§ WHAT IS NEEDED: The answer must be every line below that contains the string "giant".
BEGIN AVAILABLE RECORDS
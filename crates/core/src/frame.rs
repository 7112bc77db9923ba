//! Running/Stopped frame loop over a host frame scheduler.
//!
//! The host owns the actual callback (for browsers, a
//! `requestAnimationFrame` closure) and forwards each firing to
//! [`FrameLoop::on_frame`]. The loop decides whether that firing does any
//! work, computes the frame step from timestamps, and asks for the next one.

use crate::engine::Engine;
use crate::field::clamp_step;
use crate::render::Painter;

/// Milliseconds in one nominal 60 Hz frame.
pub const NOMINAL_FRAME_MS: f64 = 1000.0 / 60.0;

/// Host primitive that calls back once per display frame.
pub trait FrameScheduler {
    type Handle;

    /// Requests one callback. `None` when the host cannot schedule.
    fn request(&mut self) -> Option<Self::Handle>;

    /// Cancels a pending request so it never fires.
    fn cancel(&mut self, handle: Self::Handle);
}

#[derive(Debug, Clone, Copy, PartialEq, Eq)]
pub enum LoopState {
    Stopped,
    Running,
}

pub struct FrameLoop<S: FrameScheduler> {
    scheduler: S,
    state: LoopState,
    pending: Option<S::Handle>,
    last_timestamp: Option<f64>,
    visible: bool,
}

impl<S: FrameScheduler> FrameLoop<S> {
    pub fn new(scheduler: S) -> Self {
        Self {
            scheduler,
            state: LoopState::Stopped,
            pending: None,
            last_timestamp: None,
            visible: true,
        }
    }

    pub fn state(&self) -> LoopState {
        self.state
    }

    pub fn is_running(&self) -> bool {
        self.state == LoopState::Running
    }

    pub fn has_pending(&self) -> bool {
        self.pending.is_some()
    }

    pub fn scheduler(&self) -> &S {
        &self.scheduler
    }

    /// Stopped → Running, requesting the first frame. No-op when running.
    pub fn start(&mut self) {
        if self.state == LoopState::Running {
            return;
        }
        self.state = LoopState::Running;
        self.last_timestamp = None;
        self.schedule();
    }

    /// Handles one scheduler callback fired at `timestamp` milliseconds.
    ///
    /// Returns `false` without touching the engine when the loop is stopped
    /// or hidden, which makes a callback that outlived [`Self::stop`]
    /// harmless. The first frame after a (re)start counts as one nominal
    /// frame.
    pub fn on_frame(&mut self, timestamp: f64, engine: &mut dyn Engine, painter: &mut dyn Painter) -> bool {
        if self.state == LoopState::Stopped {
            return false;
        }
        // The handle that fired is spent.
        self.pending = None;
        if !self.visible {
            return false;
        }

        let dt = match self.last_timestamp {
            Some(last) => clamp_step((timestamp - last) / NOMINAL_FRAME_MS),
            None => 1.0,
        };
        self.last_timestamp = Some(timestamp);

        engine.frame(dt, painter);
        self.schedule();
        true
    }

    /// Running → Stopped, cancelling the pending request.
    pub fn stop(&mut self) {
        self.state = LoopState::Stopped;
        self.last_timestamp = None;
        if let Some(handle) = self.pending.take() {
            self.scheduler.cancel(handle);
        }
    }

    /// Hidden pages stop requesting frames; the clock restarts on return so
    /// the first visible frame is not one giant step.
    pub fn set_visible(&mut self, visible: bool) {
        if visible == self.visible {
            return;
        }
        self.visible = visible;
        self.last_timestamp = None;
        if visible {
            if self.state == LoopState::Running && self.pending.is_none() {
                self.schedule();
            }
        } else if let Some(handle) = self.pending.take() {
            self.scheduler.cancel(handle);
        }
    }

    pub fn is_visible(&self) -> bool {
        self.visible
    }

    fn schedule(&mut self) {
        if self.pending.is_some() || !self.visible {
            return;
        }
        self.pending = self.scheduler.request();
        if self.pending.is_none() {
            log::warn!("frame scheduler refused a request; loop is idle");
        }
    }
}

impl<S: FrameScheduler> Drop for FrameLoop<S> {
    fn drop(&mut self) {
        self.stop();
    }
}

#[cfg(test)]
mod tests {
    use super::*;
    use crate::color::Srgb;
    use crate::event::InputEvent;
    use crate::render::RecordingPainter;
    use crate::surface::Surface;
    use serde_json::{json, Value};
    use std::cell::RefCell;
    use std::rc::Rc;

    #[derive(Default)]
    struct Ledger {
        next: u32,
        outstanding: Vec<u32>,
        cancelled: Vec<u32>,
        refuse: bool,
    }

    /// Scheduler whose bookkeeping stays visible after the loop takes it.
    #[derive(Clone, Default)]
    struct ManualScheduler(Rc<RefCell<Ledger>>);

    impl FrameScheduler for ManualScheduler {
        type Handle = u32;

        fn request(&mut self) -> Option<u32> {
            let mut ledger = self.0.borrow_mut();
            if ledger.refuse {
                return None;
            }
            ledger.next += 1;
            let id = ledger.next;
            ledger.outstanding.push(id);
            Some(id)
        }

        fn cancel(&mut self, handle: u32) {
            let mut ledger = self.0.borrow_mut();
            ledger.outstanding.retain(|&h| h != handle);
            ledger.cancelled.push(handle);
        }
    }

    #[derive(Default)]
    struct CountingEngine {
        steps: Vec<f64>,
    }

    impl Engine for CountingEngine {
        fn handle(&mut self, _event: &InputEvent) {}

        fn step(&mut self, dt: f64) {
            self.steps.push(dt);
        }

        fn render(&self, painter: &mut dyn Painter) {
            painter.clear(Srgb::BLACK);
        }

        fn particle_count(&self) -> usize {
            0
        }

        fn surface(&self) -> Surface {
            Surface::default()
        }

        fn params(&self) -> Value {
            json!({})
        }

        fn param_schema(&self) -> Value {
            json!({})
        }
    }

    fn setup() -> (FrameLoop<ManualScheduler>, Rc<RefCell<Ledger>>) {
        let scheduler = ManualScheduler::default();
        let ledger = Rc::clone(&scheduler.0);
        (FrameLoop::new(scheduler), ledger)
    }

    #[test]
    fn starts_stopped_with_nothing_scheduled() {
        let (frames, ledger) = setup();
        assert_eq!(frames.state(), LoopState::Stopped);
        assert!(ledger.borrow().outstanding.is_empty());
    }

    #[test]
    fn start_requests_exactly_one_frame() {
        let (mut frames, ledger) = setup();
        frames.start();
        frames.start();
        assert!(frames.is_running());
        assert_eq!(ledger.borrow().outstanding, vec![1]);
    }

    #[test]
    fn each_frame_runs_engine_and_reschedules() {
        let (mut frames, ledger) = setup();
        let mut engine = CountingEngine::default();
        let mut painter = RecordingPainter::new();
        frames.start();
        assert!(frames.on_frame(1000.0, &mut engine, &mut painter));
        assert!(frames.on_frame(1000.0 + NOMINAL_FRAME_MS * 2.0, &mut engine, &mut painter));
        assert_eq!(engine.steps.len(), 2);
        assert_eq!(engine.steps[0], 1.0);
        assert!((engine.steps[1] - 2.0).abs() < 1e-9);
        assert_eq!(painter.clears.len(), 2);
        assert_eq!(ledger.borrow().next, 3);
    }

    #[test]
    fn long_stall_is_clamped() {
        let (mut frames, _ledger) = setup();
        let mut engine = CountingEngine::default();
        let mut painter = RecordingPainter::new();
        frames.start();
        frames.on_frame(0.0, &mut engine, &mut painter);
        frames.on_frame(60_000.0, &mut engine, &mut painter);
        frames.on_frame(59_000.0, &mut engine, &mut painter);
        assert_eq!(engine.steps, vec![1.0, crate::field::MAX_FRAME_STEP, 0.0]);
    }

    #[test]
    fn stop_cancels_the_pending_handle_exactly() {
        let (mut frames, ledger) = setup();
        let mut engine = CountingEngine::default();
        let mut painter = RecordingPainter::new();
        frames.start();
        frames.on_frame(0.0, &mut engine, &mut painter);
        frames.stop();
        let ledger = ledger.borrow();
        assert_eq!(ledger.cancelled, vec![2]);
        assert!(ledger.outstanding.contains(&1), "the fired handle is not cancelled");
        assert!(!ledger.outstanding.contains(&2));
    }

    #[test]
    fn stray_callback_after_stop_is_a_no_op() {
        let (mut frames, ledger) = setup();
        let mut engine = CountingEngine::default();
        let mut painter = RecordingPainter::new();
        frames.start();
        frames.stop();
        assert!(!frames.on_frame(16.0, &mut engine, &mut painter));
        assert!(engine.steps.is_empty());
        assert!(painter.clears.is_empty());
        assert_eq!(ledger.borrow().next, 1, "nothing rescheduled");
    }

    #[test]
    fn hidden_loop_pauses_and_resumes() {
        let (mut frames, ledger) = setup();
        let mut engine = CountingEngine::default();
        let mut painter = RecordingPainter::new();
        frames.start();
        frames.on_frame(0.0, &mut engine, &mut painter);
        frames.set_visible(false);
        assert!(!frames.has_pending());
        assert_eq!(ledger.borrow().cancelled, vec![2]);

        frames.set_visible(true);
        assert!(frames.has_pending());
        frames.on_frame(90_000.0, &mut engine, &mut painter);
        // Clock was reset: no giant step after coming back.
        assert_eq!(engine.steps, vec![1.0, 1.0]);
    }

    #[test]
    fn callback_while_hidden_does_not_reschedule() {
        let (mut frames, ledger) = setup();
        let mut engine = CountingEngine::default();
        let mut painter = RecordingPainter::new();
        frames.start();
        frames.set_visible(false);
        assert!(!frames.on_frame(16.0, &mut engine, &mut painter));
        assert!(engine.steps.is_empty());
        assert_eq!(ledger.borrow().next, 1);
    }

    #[test]
    fn refused_request_leaves_loop_idle() {
        let (mut frames, ledger) = setup();
        ledger.borrow_mut().refuse = true;
        frames.start();
        assert!(frames.is_running());
        assert!(!frames.has_pending());
    }

    #[test]
    fn drop_cancels_pending() {
        let (mut frames, ledger) = setup();
        frames.start();
        drop(frames);
        assert_eq!(ledger.borrow().cancelled, vec![1]);
        assert!(ledger.borrow().outstanding.is_empty());
    }

    #[test]
    fn restart_after_stop_counts_first_frame_as_nominal() {
        let (mut frames, _ledger) = setup();
        let mut engine = CountingEngine::default();
        let mut painter = RecordingPainter::new();
        frames.start();
        frames.on_frame(0.0, &mut engine, &mut painter);
        frames.stop();
        frames.start();
        frames.on_frame(50_000.0, &mut engine, &mut painter);
        assert_eq!(engine.steps, vec![1.0, 1.0]);
    }
}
END AVAILABLE RECORDS
§ SOLUTION FOR THIS TASK:
    /// the first visible frame is not one giant step.
        // Clock was reset: no giant step after coming back.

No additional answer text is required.